Dr Mark Sebba

Reader

Research Interests

The 2011 census in England was the first to ask a question about language: but the questions raised there (and in Scotland, where the census also included new language questions) actually raised more questions than they answered. I have recently been working on papers on this topic, including "‘English a foreign tongue’: The 2011 Census in England and the misunderstanding of multilingualism". You can read a preprint version here.

Much of my current research concerns written bilingual and multilingual texts - magazines, websites, emails and other texts which contain a mixture of languages. I have edited a book,Language Mixing and Code-Switching in Writing: Approaches to Mixed-Language Written Discourse on the topic together with Shahrzad Mahootian and Carla Jonsson. My approach includes what has traditionally been called code-switching (i.e. the use of two languages within one text) but goes beyond that, to explore multilingual texts as literacy practices which draw on different repertoires of languages, visual images, spatial arrangements etc.

Another main interest of mine is in the Sociolinguistics of Orthography, a relatively unexplored field which examines the cultural and social aspects of spelling and writing systems. My book Spelling and Society: The culture and politics of orthography around the world was published by Cambridge University Press in 2007and has now published in paperback as well. You can read a review by Harriet Ottenheimer in Language Documentation and Conservation 3:2 (2009), here . At least one other person has read the book too, according to the THES.
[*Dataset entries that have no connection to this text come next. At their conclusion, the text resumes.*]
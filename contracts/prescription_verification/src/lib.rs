//! # Prescription Verification Contract
//!
//! An owner-administered registry of doctors, patients and prescriptions.
//!
//! ## Roles
//! | Role    | May                                                   |
//! |---------|-------------------------------------------------------|
//! | Owner   | register doctors and patients, pause / unpause        |
//! | Doctor  | submit a prescription hash for a registered patient   |
//! | Patient | approve prescriptions addressed to themselves         |
//!
//! ## Prescription lifecycle
//! ```text
//! add_prescription ──► Pending ──approve_prescription──► Approved
//! ```
//! Each prescription is content-addressed: its hash maps to exactly one
//! nonce, nonces start at 1 and are issued densely, and every nonce is
//! appended to both the prescribing doctor's and the patient's record list.
#![no_std]

pub mod errors;
pub mod events;
pub mod prescription;
pub mod records;
pub mod registry;
pub mod storage;
pub mod validation;

use soroban_sdk::{contract, contractimpl, Address, BytesN, Env, Vec};

pub use errors::ContractError;
pub use prescription::{Prescription, PrescriptionStatus};
pub use storage::Role;

#[contract]
pub struct PrescriptionVerificationContract;

#[contractimpl]
impl PrescriptionVerificationContract {
    /// Initialize the registry; `owner` becomes the fixed administrator.
    pub fn initialize(env: Env, owner: Address) -> Result<(), ContractError> {
        if storage::is_initialized(&env) {
            return Err(ContractError::AlreadyInitialized);
        }
        owner.require_auth();

        storage::set_owner(&env, &owner);
        events::publish_initialized(&env, owner);

        Ok(())
    }

    /// Check if the contract is initialized
    pub fn is_initialized(env: Env) -> bool {
        storage::is_initialized(&env)
    }

    pub fn get_owner(env: Env) -> Result<Address, ContractError> {
        storage::get_owner(&env)
    }

    /// Contract version
    pub fn version() -> u32 {
        1
    }

    // ======================== Admission Control ========================

    /// Register a doctor. Owner only.
    pub fn add_doctor(env: Env, caller: Address, doctor: Address) -> Result<(), ContractError> {
        Self::admit(&env, &caller, &doctor, Role::Doctor)
    }

    /// Register a patient. Owner only.
    pub fn add_patient(env: Env, caller: Address, patient: Address) -> Result<(), ContractError> {
        Self::admit(&env, &caller, &patient, Role::Patient)
    }

    pub fn is_doctor_registered(env: Env, doctor: Address) -> bool {
        registry::is_registered(&env, Role::Doctor, &doctor)
    }

    pub fn is_patient_registered(env: Env, patient: Address) -> bool {
        registry::is_registered(&env, Role::Patient, &patient)
    }

    pub fn get_number_of_doctors(env: Env) -> u32 {
        registry::count(&env, Role::Doctor)
    }

    pub fn get_number_of_patients(env: Env) -> u32 {
        registry::count(&env, Role::Patient)
    }

    // ======================== Prescriptions ========================

    /// Submit a prescription hash for `patient`; returns the issued nonce.
    ///
    /// The caller must be a registered doctor and the hash must not have
    /// been submitted before.
    pub fn add_prescription(
        env: Env,
        caller: Address,
        patient: Address,
        content_hash: BytesN<32>,
    ) -> Result<u64, ContractError> {
        caller.require_auth();
        Self::require_active(&env)?;

        if !registry::is_registered(&env, Role::Doctor, &caller) {
            return Err(ContractError::Unauthorized);
        }
        registry::require_registered(&env, Role::Patient, &patient)?;
        validation::validate_content_hash(&content_hash)?;

        let rx = prescription::submit(&env, &caller, &patient, &content_hash)?;
        events::publish_prescription_added(&env, rx.nonce, content_hash, caller, patient);

        Ok(rx.nonce)
    }

    pub fn get_nonce_by_hash(env: Env, content_hash: BytesN<32>) -> Result<u64, ContractError> {
        prescription::nonce_by_hash(&env, &content_hash)
    }

    /// Returns `(content_hash, approved)` for a nonce.
    pub fn get_prescription(env: Env, nonce: u64) -> Result<(BytesN<32>, bool), ContractError> {
        let rx = prescription::get(&env, nonce)?;
        let approved = rx.is_approved();
        Ok((rx.content_hash, approved))
    }

    pub fn get_prescription_details(env: Env, nonce: u64) -> Result<Prescription, ContractError> {
        prescription::get(&env, nonce)
    }

    /// Total number of prescriptions ever submitted.
    pub fn get_prescription_count(env: Env) -> u64 {
        storage::last_nonce(&env)
    }

    /// Approve a pending prescription.
    ///
    /// Only the prescription's own patient may approve, and only for
    /// themselves. Approving an already approved prescription succeeds
    /// without side effects.
    pub fn approve_prescription(
        env: Env,
        caller: Address,
        patient: Address,
        nonce: u64,
    ) -> Result<(), ContractError> {
        caller.require_auth();
        Self::require_active(&env)?;

        if caller != patient {
            return Err(ContractError::Unauthorized);
        }

        if let Some(rx) = prescription::approve(&env, &patient, nonce)? {
            events::publish_prescription_approved(&env, rx.nonce, patient);
        }

        Ok(())
    }

    // ======================== Record Indexing ========================

    pub fn get_doctor_record_count(env: Env, doctor: Address) -> u32 {
        records::count(&env, Role::Doctor, &doctor)
    }

    pub fn get_patient_record_count(env: Env, patient: Address) -> u32 {
        records::count(&env, Role::Patient, &patient)
    }

    pub fn get_doctor_record(env: Env, doctor: Address, index: u32) -> Result<u64, ContractError> {
        records::at(&env, Role::Doctor, &doctor, index)
    }

    pub fn get_patient_record(
        env: Env,
        patient: Address,
        index: u32,
    ) -> Result<u64, ContractError> {
        records::at(&env, Role::Patient, &patient, index)
    }

    pub fn get_doctor_records(env: Env, doctor: Address) -> Vec<u64> {
        records::list(&env, Role::Doctor, &doctor)
    }

    pub fn get_patient_records(env: Env, patient: Address) -> Vec<u64> {
        records::list(&env, Role::Patient, &patient)
    }

    // ======================== Emergency Pause ========================

    pub fn pause(env: Env, caller: Address) -> Result<(), ContractError> {
        caller.require_auth();
        storage::require_owner(&env, &caller)?;
        registry_common::set_paused(&env, &caller, true);
        Ok(())
    }

    pub fn unpause(env: Env, caller: Address) -> Result<(), ContractError> {
        caller.require_auth();
        storage::require_owner(&env, &caller)?;
        registry_common::set_paused(&env, &caller, false);
        Ok(())
    }

    pub fn is_paused(env: Env) -> bool {
        registry_common::is_paused(&env)
    }

    // ======================== Internal ========================

    fn require_active(env: &Env) -> Result<(), ContractError> {
        storage::require_initialized(env)?;
        registry_common::require_not_paused(env)?;
        Ok(())
    }

    fn admit(env: &Env, caller: &Address, who: &Address, role: Role) -> Result<(), ContractError> {
        caller.require_auth();
        Self::require_active(env)?;
        storage::require_owner(env, caller)?;

        let total = registry::register(env, role, who)?;
        events::publish_party_registered(env, who.clone(), role, total);

        Ok(())
    }
}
I am on the editorial board of the journal Writing Systems Research and have written an article on "Sociolinguistic approaches to writing systems research" which appears in the first issue. You can read a postprint version here.

My other main interests have been in pidgin and creole languages and in the analysis of conversational code switching in bilingual communities - interests which come together in my (1993) book, London Jamaican (Longman), which is about the use of English and Creole among Caribbeans in London.

I am also interested in corpus linguistics - especially problems of bilingual spoken corpora - and have set up a corpus of written British Creole. I am a member of the Steering Committee of the LIPPS group, which is developing standards for the transcription and encoding of multilingual data, and aims to set up an international database of code-switching data. Our publication, the LIDES Coding Manual: A Document for Preparing and Analysing Language Interaction Data contains advice, guidelines and recommended transcription standards for researchers with bilingual data.

Prior to coming to Lancaster I did research in the field of syntax, and wrote The Syntax of Serial Verbs (Benjamins, 1987), a book which deals with a construction type found in creole languages, West African languages and Chinese. I have previously done freelance film and video work. My book Contact Languages: pidgins and creoles was published by Macmillan in 1997.